** Provided entries **

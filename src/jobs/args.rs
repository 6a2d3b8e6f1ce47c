//! Step arguments: typed values, schema validation, and step kinds.
//!
//! Front-ends hand [`RawArgs`] to `add_step`. They are validated once, there,
//! into a [`StepArgs`] snapshot, so a malformed step never reaches the store
//! and executors can rely on the shape of what they receive.

use std::collections::BTreeMap;
use std::path::{Path, PathBuf};

use serde::{Deserialize, Serialize};

/// Maximum number of fields outside the well-known schema.
pub const MAX_EXTENSION_FIELDS: usize = 32;

/// Maximum length of a single string or path value, in bytes.
pub const MAX_VALUE_LEN: usize = 4096;

/// Maximum length of an argument name.
const MAX_NAME_LEN: usize = 64;

/// Fields whose values are always file system paths.
const PATH_FIELDS: [&str; 3] = ["output_path", "target_path", "source_path"];

const IMAGE_EXTENSIONS: [&str; 6] = ["png", "jpg", "jpeg", "webp", "bmp", "tiff"];
const VIDEO_EXTENSIONS: [&str; 6] = ["mp4", "mov", "mkv", "webm", "avi", "m4v"];
const AUDIO_EXTENSIONS: [&str; 5] = ["mp3", "wav", "ogg", "flac", "m4a"];

/// A primitive argument value.
#[derive(Debug, Clone, PartialEq, Serialize, Deserialize)]
#[serde(tag = "type", content = "value", rename_all = "snake_case")]
pub enum ArgValue {
    String(String),
    Number(f64),
    Bool(bool),
    Path(PathBuf),
}

impl ArgValue {
    /// Parse a `key=value` style command-line value.
    ///
    /// `true`/`false` become booleans, anything that parses as a finite
    /// number becomes a number, and everything else stays a string. Path
    /// fields are promoted during validation.
    pub fn parse_loose(raw: &str) -> Self {
        match raw {
            "true" => return Self::Bool(true),
            "false" => return Self::Bool(false),
            _ => {}
        }
        match raw.parse::<f64>() {
            Ok(n) if n.is_finite() => Self::Number(n),
            _ => Self::String(raw.to_string()),
        }
    }

    fn type_name(&self) -> &'static str {
        match self {
            Self::String(_) => "string",
            Self::Number(_) => "number",
            Self::Bool(_) => "bool",
            Self::Path(_) => "path",
        }
    }

    pub fn as_path(&self) -> Option<&Path> {
        match self {
            Self::Path(p) => Some(p.as_path()),
            _ => None,
        }
    }

    pub fn as_str(&self) -> Option<&str> {
        match self {
            Self::String(s) => Some(s.as_str()),
            _ => None,
        }
    }

    pub fn as_bool(&self) -> Option<bool> {
        match self {
            Self::Bool(b) => Some(*b),
            _ => None,
        }
    }

    pub fn as_number(&self) -> Option<f64> {
        match self {
            Self::Number(n) => Some(*n),
            _ => None,
        }
    }
}

impl std::fmt::Display for ArgValue {
    fn fmt(&self, f: &mut std::fmt::Formatter<'_>) -> std::fmt::Result {
        match self {
            Self::String(s) => f.write_str(s),
            Self::Number(n) => write!(f, "{n}"),
            Self::Bool(b) => write!(f, "{b}"),
            Self::Path(p) => write!(f, "{}", p.display()),
        }
    }
}

impl From<&str> for ArgValue {
    fn from(s: &str) -> Self {
        Self::String(s.to_string())
    }
}

impl From<String> for ArgValue {
    fn from(s: String) -> Self {
        Self::String(s)
    }
}

impl From<bool> for ArgValue {
    fn from(b: bool) -> Self {
        Self::Bool(b)
    }
}

impl From<f64> for ArgValue {
    fn from(n: f64) -> Self {
        Self::Number(n)
    }
}

impl From<i64> for ArgValue {
    fn from(n: i64) -> Self {
        Self::Number(n as f64)
    }
}

impl From<PathBuf> for ArgValue {
    fn from(p: PathBuf) -> Self {
        Self::Path(p)
    }
}

/// Unvalidated argument map as staged by a front-end.
pub type RawArgs = BTreeMap<String, ArgValue>;

/// What a step produces, derived from its output (or target) path.
#[derive(Debug, Clone, Copy, PartialEq, Eq, Hash, Serialize, Deserialize)]
#[serde(rename_all = "snake_case")]
pub enum StepKind {
    Image,
    Video,
    Audio,
    Generic,
}

impl StepKind {
    /// Classify a path by its extension.
    pub fn from_path(path: &Path) -> Self {
        let Some(ext) = path
            .extension()
            .and_then(|e| e.to_str())
            .map(|e| e.to_ascii_lowercase())
        else {
            return Self::Generic;
        };
        if IMAGE_EXTENSIONS.contains(&ext.as_str()) {
            Self::Image
        } else if VIDEO_EXTENSIONS.contains(&ext.as_str()) {
            Self::Video
        } else if AUDIO_EXTENSIONS.contains(&ext.as_str()) {
            Self::Audio
        } else {
            Self::Generic
        }
    }
}

impl std::fmt::Display for StepKind {
    fn fmt(&self, f: &mut std::fmt::Formatter<'_>) -> std::fmt::Result {
        match self {
            Self::Image => write!(f, "image"),
            Self::Video => write!(f, "video"),
            Self::Audio => write!(f, "audio"),
            Self::Generic => write!(f, "generic"),
        }
    }
}

/// Validation errors for step arguments.
#[derive(Debug, thiserror::Error)]
pub enum ValidationError {
    #[error("invalid argument name '{name}': {reason}")]
    InvalidName { name: String, reason: String },

    #[error("type mismatch for argument '{field}': expected {expected}, got {got}")]
    TypeMismatch {
        field: String,
        expected: &'static str,
        got: &'static str,
    },

    #[error("argument '{field}' must not be empty")]
    Empty { field: String },

    #[error("argument '{field}' is not valid UTF-8")]
    NonUtf8Path { field: String },

    #[error("argument '{field}' is not a finite number")]
    NonFinite { field: String },

    #[error("argument '{field}' is {len} bytes, maximum is {max}")]
    TooLong { field: String, len: usize, max: usize },

    #[error("too many extension arguments: {count} > {max}")]
    TooManyExtensions { count: usize, max: usize },
}

fn validate_name(name: &str) -> Result<(), ValidationError> {
    let reason = if name.is_empty() {
        Some("must not be empty")
    } else if name.len() > MAX_NAME_LEN {
        Some("must be at most 64 characters")
    } else if !name.starts_with(|c: char| c.is_ascii_alphabetic()) {
        Some("must start with a letter")
    } else if !name.chars().all(|c| c.is_ascii_alphanumeric() || c == '_') {
        Some("must contain only alphanumeric characters and underscores")
    } else {
        None
    };
    match reason {
        Some(reason) => Err(ValidationError::InvalidName {
            name: name.to_string(),
            reason: reason.to_string(),
        }),
        None => Ok(()),
    }
}

fn check_len(field: &str, len: usize) -> Result<(), ValidationError> {
    if len > MAX_VALUE_LEN {
        return Err(ValidationError::TooLong {
            field: field.to_string(),
            len,
            max: MAX_VALUE_LEN,
        });
    }
    Ok(())
}

/// Records are stored as JSON, which cannot carry a non-UTF-8 path.
fn check_utf8(field: &str, path: &Path) -> Result<(), ValidationError> {
    if path.to_str().is_none() {
        return Err(ValidationError::NonUtf8Path {
            field: field.to_string(),
        });
    }
    Ok(())
}

fn validate_path_field(field: &str, value: ArgValue) -> Result<ArgValue, ValidationError> {
    let path = match value {
        ArgValue::Path(p) => p,
        ArgValue::String(s) => PathBuf::from(s),
        other => {
            return Err(ValidationError::TypeMismatch {
                field: field.to_string(),
                expected: "path",
                got: other.type_name(),
            });
        }
    };
    if path.as_os_str().is_empty() {
        return Err(ValidationError::Empty {
            field: field.to_string(),
        });
    }
    check_utf8(field, &path)?;
    check_len(field, path.as_os_str().len())?;
    Ok(ArgValue::Path(path))
}

fn validate_value(field: &str, value: ArgValue) -> Result<ArgValue, ValidationError> {
    match &value {
        ArgValue::Number(n) if !n.is_finite() => {
            return Err(ValidationError::NonFinite {
                field: field.to_string(),
            });
        }
        ArgValue::String(s) => check_len(field, s.len())?,
        ArgValue::Path(p) => {
            check_utf8(field, p)?;
            check_len(field, p.as_os_str().len())?;
        }
        _ => {}
    }
    Ok(value)
}

/// A validated, immutable argument snapshot for one step.
#[derive(Debug, Clone, Default, PartialEq, Serialize, Deserialize)]
#[serde(transparent)]
pub struct StepArgs {
    fields: BTreeMap<String, ArgValue>,
}

impl StepArgs {
    /// Validate a raw argument map.
    ///
    /// Path fields accept strings and are normalized to paths. Every other
    /// field counts against the extension budget.
    pub fn validate(raw: RawArgs) -> Result<Self, ValidationError> {
        let mut fields = BTreeMap::new();
        let mut extensions = 0usize;

        for (name, value) in raw {
            validate_name(&name)?;
            let value = if PATH_FIELDS.contains(&name.as_str()) {
                validate_path_field(&name, value)?
            } else {
                extensions += 1;
                validate_value(&name, value)?
            };
            fields.insert(name, value);
        }

        if extensions > MAX_EXTENSION_FIELDS {
            return Err(ValidationError::TooManyExtensions {
                count: extensions,
                max: MAX_EXTENSION_FIELDS,
            });
        }

        Ok(Self { fields })
    }

    pub fn get(&self, name: &str) -> Option<&ArgValue> {
        self.fields.get(name)
    }

    pub fn output_path(&self) -> Option<&Path> {
        self.get("output_path").and_then(ArgValue::as_path)
    }

    pub fn target_path(&self) -> Option<&Path> {
        self.get("target_path").and_then(ArgValue::as_path)
    }

    pub fn source_path(&self) -> Option<&Path> {
        self.get("source_path").and_then(ArgValue::as_path)
    }

    /// Step kind, from the output path or, failing that, the target path.
    pub fn kind(&self) -> StepKind {
        self.output_path()
            .or_else(|| self.target_path())
            .map(StepKind::from_path)
            .unwrap_or(StepKind::Generic)
    }

    /// Fields outside the well-known schema.
    pub fn extensions(&self) -> impl Iterator<Item = (&str, &ArgValue)> {
        self.iter()
            .filter(|(name, _)| !PATH_FIELDS.contains(name))
    }

    pub fn iter(&self) -> impl Iterator<Item = (&str, &ArgValue)> {
        self.fields.iter().map(|(k, v)| (k.as_str(), v))
    }

    pub fn len(&self) -> usize {
        self.fields.len()
    }

    pub fn is_empty(&self) -> bool {
        self.fields.is_empty()
    }
}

** What is being asked **
Once you reach the line with "#[serde(transparent)]" in the data above, copy it and every line after it exactly, up to and including the line with "pub fn get(&self, name: &str)".

** Final answer **
#[serde(transparent)]
pub struct StepArgs {
    fields: BTreeMap<String, ArgValue>,
}

impl StepArgs {
    /// Validate a raw argument map.
    ///
    /// Path fields accept strings and are normalized to paths. Every other
    /// field counts against the extension budget.
    pub fn validate(raw: RawArgs) -> Result<Self, ValidationError> {
        let mut fields = BTreeMap::new();
        let mut extensions = 0usize;

        for (name, value) in raw {
            validate_name(&name)?;
            let value = if PATH_FIELDS.contains(&name.as_str()) {
                validate_path_field(&name, value)?
            } else {
                extensions += 1;
                validate_value(&name, value)?
            };
            fields.insert(name, value);
        }

        if extensions > MAX_EXTENSION_FIELDS {
            return Err(ValidationError::TooManyExtensions {
                count: extensions,
                max: MAX_EXTENSION_FIELDS,
            });
        }

        Ok(Self { fields })
    }

    pub fn get(&self, name: &str) -> Option<&ArgValue> {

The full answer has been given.